It is quite straightforward what this relatively simple code snippet doing – but if this is straightforward, what should I say about the Ruby version?

File.read('test.txt').scan(/.*?\. /).each { |s| puts s if s =~ /Ruby/ }

Well, umm… I guess this example quite much expresses the point I am talking about from the beginning: sometimes less is more, a.k.a. Succinctness is Power!

Again, I wanted to show much more examples, but I have the feeling that since the article is already too long, no one would read it 🙂 It is a big pity since I did not even talk about hashes, blocks, closures, metaprogramming (well, I will mention it briefly in the last (really :-)) example) and other goodies – maybe in part 2?

If this is still not enough…

Although I find it very easy and natural to express a lots of things in Ruby, the language can not offer anything I would ever need. However, there is a powerful concept to invoke in such situations, called metaprogramming.

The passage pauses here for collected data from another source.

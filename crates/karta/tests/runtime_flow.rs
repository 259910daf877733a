//! End-to-end runs through the public runtime API.

use std::sync::Arc;

use karta::events::{JsonEventRecorder, Phase};
use karta::kriya::parse_feature;
use karta::model::Feature;
use karta::reporting::{Summary, json, junit};
use karta::{Runtime, RuntimeConfig, ScenarioContext, StepRegistry};
use karta_patterns::Parameter;
use rstest::{fixture, rstest};
use serde_json::Value;

#[fixture]
#[expect(clippy::unwrap_used, reason = "fixture patterns are valid")]
fn shop_steps() -> StepRegistry {
    let mut steps = StepRegistry::new();
    steps
        .register("a stock of {int} items", |ctx: &mut ScenarioContext, args: &[Parameter]| {
            ctx.insert("stock", args.first().and_then(Parameter::as_i64));
        })
        .unwrap()
        .register("items remain", |ctx: &mut ScenarioContext, _: &[Parameter]| {
            ctx.get("stock").and_then(Value::as_i64).unwrap_or(0) > 0
        })
        .unwrap()
        .register("I sell one", |ctx: &mut ScenarioContext, _: &[Parameter]| {
            let stock = ctx.get("stock").and_then(Value::as_i64).unwrap_or(0);
            ctx.insert("stock", stock - 1);
            let sold = ctx.get("sold").and_then(Value::as_i64).unwrap_or(0);
            ctx.insert("sold", sold + 1);
        })
        .unwrap()
        .register("{int} items were sold", |ctx: &mut ScenarioContext, args: &[Parameter]| {
            let sold = ctx.get("sold").and_then(Value::as_i64);
            if sold == args.first().and_then(Parameter::as_i64) {
                Ok(())
            } else {
                Err(format!("sold {sold:?}"))
            }
        })
        .unwrap()
        .register("a buyer", |ctx: &mut ScenarioContext, _: &[Parameter]| {
            ctx.step_data().get("budget").is_some_and(Value::is_i64)
        })
        .unwrap()
        .register("path {word}", |_: &mut ScenarioContext, _: &[Parameter]| ())
        .unwrap();
    steps
}

#[expect(clippy::unwrap_used, reason = "test sources are valid")]
fn feature(source: &str) -> Feature {
    parse_feature(source).unwrap()
}

const SELL_OUT: &str = "Feature: Sell out\n  Scenario: Drain stock\n    Given a stock of 3 items\n    And a buyer\n      { budget: $int_range(5, 50) }\n    While items remain\n      Steps: {\n        When I sell one\n      }\n    Then 3 items were sold\n";

#[rstest]
#[expect(clippy::unwrap_used, reason = "run completes")]
fn loops_and_step_data_run_end_to_end(shop_steps: StepRegistry) {
    let recorder = Arc::new(JsonEventRecorder::in_memory());
    let mut runtime = Runtime::builder()
        .with_step_runner(shop_steps)
        .with_shared_listener(recorder.clone())
        .with_config(RuntimeConfig::default().with_listener_workers(1))
        .with_seed(99)
        .build();
    let result = runtime.run_features("shop", [feature(SELL_OUT)]).unwrap();
    runtime.shutdown();

    assert!(result.is_successful(), "{:?}", result.outcome.error);
    assert_eq!(result.seed, 99);
    let summary = Summary::of(&result);
    assert_eq!(summary.steps, 7);
    assert_eq!(summary.failed_steps, 0);

    let phases: Vec<Phase> = recorder.events().iter().map(|e| e.phase).collect();
    assert_eq!(phases.first(), Some(&Phase::RunStart));
    assert_eq!(phases.last(), Some(&Phase::RunComplete));
    let step_starts = phases.iter().filter(|p| **p == Phase::StepStart).count();
    assert_eq!(step_starts, 7);
    assert_eq!(
        phases.iter().filter(|p| **p == Phase::FeatureIterationStart).count(),
        1
    );
}

#[rstest]
#[expect(clippy::unwrap_used, reason = "runs complete")]
fn same_seed_replays_the_same_run(shop_steps: StepRegistry) {
    let shared: Arc<dyn karta::StepRunner> = Arc::new(shop_steps);
    let source = "Feature: Paths\n  Iterations: 30\n  IterationPolicy: some scenario per iteration\n  Scenario: A\n    Probability: 50%\n    Given path a\n  Scenario: B\n    Probability: 30%\n    Given path b\n";
    let order = |seed| {
        let runtime = Runtime::builder()
            .with_shared_step_runner(Arc::clone(&shared))
            .with_seed(seed)
            .build();
        let result = runtime.run_features("replay", [feature(source)]).unwrap();
        result
            .scenario_results()
            .map(|s| (s.iteration_index, s.name.clone()))
            .collect::<Vec<_>>()
    };
    assert_eq!(order(5), order(5));
    assert_ne!(order(5), order(6));
}

#[rstest]
#[expect(clippy::unwrap_used, reason = "run completes")]
fn one_per_iteration_follows_probabilities(shop_steps: StepRegistry) {
    let source = "Feature: Split\n  Iterations: 10000\n  IterationPolicy: one scenario per iteration\n  Scenario: Rare\n    Probability: 40%\n    Given path rare\n  Scenario: Common\n    Probability: 60%\n    Given path common\n";
    let runtime = Runtime::builder()
        .with_step_runner(shop_steps)
        .with_seed(2024)
        .build();
    let result = runtime.run_features("split", [feature(source)]).unwrap();
    let feature = result.feature_results.first().unwrap();
    assert_eq!(feature.iterations_count, 10_000);
    assert_eq!(feature.scenario_results.len(), 10_000);
    let rare = feature
        .scenario_results
        .iter()
        .filter(|s| s.name == "Rare")
        .count();
    assert!((3_900..=4_100).contains(&rare), "rare ran {rare} times");
}

#[rstest]
#[expect(clippy::unwrap_used, reason = "reports render")]
fn failed_runs_render_reports(shop_steps: StepRegistry) {
    let source = "Feature: Short\n  Scenario: Oversold\n    Given a stock of 1 items\n    While items remain\n      Steps: {\n        When I sell one\n      }\n    Then 2 items were sold\n";
    let runtime = Runtime::builder().with_step_runner(shop_steps).build();
    let result = runtime.run_features("short", [feature(source)]).unwrap();
    assert!(!result.is_successful());

    let report: Value = serde_json::from_str(&json::to_string(&result).unwrap()).unwrap();
    assert_eq!(report["status"], "failed");
    let error = report["features"][0]["scenarios"][0]["error"].as_str().unwrap();
    assert!(error.starts_with("StepExecutionError: sold Some(1)"), "{error}");

    let xml = junit::to_string(&result).unwrap();
    assert!(xml.contains("<testcase name=\"Oversold\" classname=\"Short\""));
    assert!(xml.contains("<failure message=\"StepExecutionError: sold Some(1)\">"));
}

#[rstest]
fn aborted_runs_keep_partial_results(shop_steps: StepRegistry) {
    let runtime = Runtime::builder().with_step_runner(shop_steps).build();
    let source = "Feature: Gap\n  Scenario: Missing\n    Given a stock of 2 items\n    When the warehouse burns\n";
    let Err(aborted) = runtime.run_features("gap", [feature(source)]) else {
        panic!("unimplemented steps abort the run");
    };
    assert_eq!(
        aborted.to_string(),
        "run `gap` aborted: unimplemented step: the warehouse burns (<unknown>:4)"
    );
    let steps: Vec<_> = aborted
        .partial
        .scenario_results()
        .flat_map(|s| s.step_results.iter().map(|r| (r.name.clone(), r.is_successful())))
        .collect();
    assert_eq!(
        steps,
        [
            ("a stock of 2 items".to_owned(), true),
            ("the warehouse burns".to_owned(), false),
        ]
    );
}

A few days ago I needed to test some algorithms on trees, so I needed to hack up a lot of tree test data. Here is how I would go about this in Java using the example below (let’s assume in both languages that we have a simple data structure Tree):

            /      \
          b         c
         /  \      / | \
        d    e    f  g  h


Tree a = new Tree("a");

Tree b = new Tree("b");
Tree c = new Tree("c");

Tree d = new Tree("d");
Tree e = new Tree("e");

Tree f = new Tree("f");
Tree g = new Tree("g");
Tree h = new Tree("h");

Another possibility would be to create an XML file with the description of the tree and parse it from there. This solution is even more convenient since though you have to write the parsing code, you just have to edit an XML file once it is written. One possibility how the tree of this example could look something like


  <node name="a">
      <node name="b">
          <node name="d"/>
          <node name="e"/>
      <node name="c">
          <node name="f"/>
          <node name="g"/>
          <node name="h"/>

The latter solution is quite cool. After all you do not need to write any code, just alter the XML file and that’s it.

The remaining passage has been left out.